Updated: Jul 2
"A Land of Permanent Goodbyes" by Atia Abawi (2018)
Atia Abawi is a journalist who wrote a fictional novel about Syria based on real events, research, and interviews. The novel focuses on the main character Tareq, who escapes the bombs that destroyed his city and travels through multiple countries as a refugee. This book provides insight into the Syrian war and the refugee crisis due to it.
"Call Me American" by Abdi Nor Iftin (2019)
Abdi Nor Iftin lived in Mogadishu, Somalia when the United States Marines landed to fight the warlords.
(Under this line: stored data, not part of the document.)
use serde::{Deserialize, Serialize};
use sqlx::{FromRow, PgPool};
use time::{Date, OffsetDateTime};
use uuid::Uuid;

/// Transaction record in the database. `category_id` points at a category
/// owned by the same user; the link is validated at write time and may
/// dangle after that category is deleted.
#[derive(Debug, Clone, Serialize, Deserialize, FromRow)]
pub struct Transaction {
    pub id: Uuid,
    pub user_id: Uuid,
    pub category_id: Uuid,
    pub amount: f64,
    #[serde(rename = "type")]
    #[sqlx(rename = "type")]
    pub kind: String,
    pub description: String,
    pub date: Date,
    pub created_at: OffsetDateTime,
    pub updated_at: OffsetDateTime,
}

/// Transaction row joined with its (possibly deleted) category.
#[derive(Debug, Clone, FromRow)]
pub struct TransactionWithCategory {
    pub id: Uuid,
    pub user_id: Uuid,
    pub category_id: Uuid,
    pub amount: f64,
    #[sqlx(rename = "type")]
    pub kind: String,
    pub description: String,
    pub date: Date,
    pub created_at: OffsetDateTime,
    pub updated_at: OffsetDateTime,
    pub category_name: Option<String>,
    pub category_kind: Option<String>,
}

impl Transaction {
    pub async fn list_expanded_by_user(
        db: &PgPool,
        user_id: Uuid,
    ) -> anyhow::Result<Vec<TransactionWithCategory>> {
        let rows = sqlx::query_as::<_, TransactionWithCategory>(
            r#"
            SELECT t.id, t.user_id, t.category_id, t.amount, t.type, t.description,
                   t.date, t.created_at, t.updated_at,
                   c.name AS category_name, c.type AS category_kind
            FROM transactions t
            LEFT JOIN categories c ON c.id = t.category_id
            WHERE t.user_id = $1
            ORDER BY t.date DESC, t.created_at DESC
            "#,
        )
        .bind(user_id)
        .fetch_all(db)
        .await?;
        Ok(rows)
    }

    pub async fn find_expanded(
        db: &PgPool,
        id: Uuid,
    ) -> anyhow::Result<Option<TransactionWithCategory>> {
        let row = sqlx::query_as::<_, TransactionWithCategory>(
            r#"
            SELECT t.id, t.user_id, t.category_id, t.amount, t.type, t.description,
                   t.date, t.created_at, t.updated_at,
                   c.name AS category_name, c.type AS category_kind
            FROM transactions t
            LEFT JOIN categories c ON c.id = t.category_id
            WHERE t.id = $1
            "#,
        )
        .bind(id)
        .fetch_optional(db)
        .await?;
        Ok(row)
    }

    pub async fn find_by_id(db: &PgPool, id: Uuid) -> anyhow::Result<Option<Transaction>> {
        let row = sqlx::query_as::<_, Transaction>(
            r#"
            SELECT id, user_id, category_id, amount, type, description, date,
                   created_at, updated_at
            FROM transactions
            WHERE id = $1
            "#,
        )
        .bind(id)
        .fetch_optional(db)
        .await?;
        Ok(row)
    }

    pub async fn create(
        db: &PgPool,
        user_id: Uuid,
        category_id: Uuid,
        amount: f64,
        kind: &str,
        description: &str,
        date: Date,
    ) -> anyhow::Result<Transaction> {
        let row = sqlx::query_as::<_, Transaction>(
            r#"
            INSERT INTO transactions (user_id, category_id, amount, type, description, date)
            VALUES ($1, $2, $3, $4, $5, $6)
            RETURNING id, user_id, category_id, amount, type, description, date,
                      created_at, updated_at
            "#,
        )
        .bind(user_id)
        .bind(category_id)
        .bind(amount)
        .bind(kind)
        .bind(description)
        .bind(date)
        .fetch_one(db)
        .await?;
        Ok(row)
    }

    pub async fn update(
        db: &PgPool,
        id: Uuid,
        category_id: Uuid,
        amount: f64,
        kind: &str,
        description: &str,
        date: Date,
    ) -> anyhow::Result<Transaction> {
        let row = sqlx::query_as::<_, Transaction>(
            r#"
            UPDATE transactions
            SET category_id = $2, amount = $3, type = $4, description = $5,
                date = $6, updated_at = now()
            WHERE id = $1
            RETURNING id, user_id, category_id, amount, type, description, date,
                      created_at, updated_at
            "#,
        )
        .bind(id)
        .bind(category_id)
        .bind(amount)
        .bind(kind)
        .bind(description)
        .bind(date)
        .fetch_one(db)
        .await?;
        Ok(row)
    }

    pub async fn delete(db: &PgPool, id: Uuid) -> anyhow::Result<()> {
        sqlx::query("DELETE FROM transactions WHERE id = $1")
            .bind(id)
            .execute(db)
            .await?;
        Ok(())
    }
}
After the rise of al-Shabaab, it became dangerous to continue to believe in Western culture and ideals as Iftin did. Iftin’s opposition and posting of secret dispatches forced him to flee to Kenya to escape the militant group. Iftin received a visa to the U.S. thanks to the annual lottery, and he is now building a life in Maine. This novel discusses one refugee’s journey to the United States, and the dangers he faced while getting there.
"What is the What" by Dave Eggers (2006)
Dave Eggers, a writer from Atlanta, met Valentino Achak Deng through the Lost Boys Foundation. Achak was a refugee originally from Sudan but traveled over 1,000 miles to Ethiopia in his youth to escape war, starvation, and murder. Achak told Eggers his story orally, and Eggers wrote a novel based on Achak’s experiences. What is the What tells the story of a young boy’s journey to safety as well as the complex history of Sudan.
Nguyen’s family escaped Vietnam in 1975 and lived in a Pennsylvania refugee camp before settling in Harrisburg. This Pulitzer Prize-winning novel brings a Vietnamese voice to the Vietnam War Conversation. The main character explains, “this was the first war where the losers would write history instead of the victors.” This novel applies fresh eyes to a war now known only through one view.
13 Artists On: Immigration | Gallery by The New York Times
This New York Times gallery of art by refugee and immigrant artists tells stories of people from all over the world. Whether the artists themselves are immigrants or their family has faced crises, these works of art reflect sentiments around living as a refugee and immigrant in the United States.
'We never chose this' | Gallery by The Guardian
In connection with the Hope Project, these photos by refugees seek to reframe how the world sees the lives of refugees everywhere, promoting dignity, resilience, and hope for a better future. Each piece is accompanied by a reflection from the artist.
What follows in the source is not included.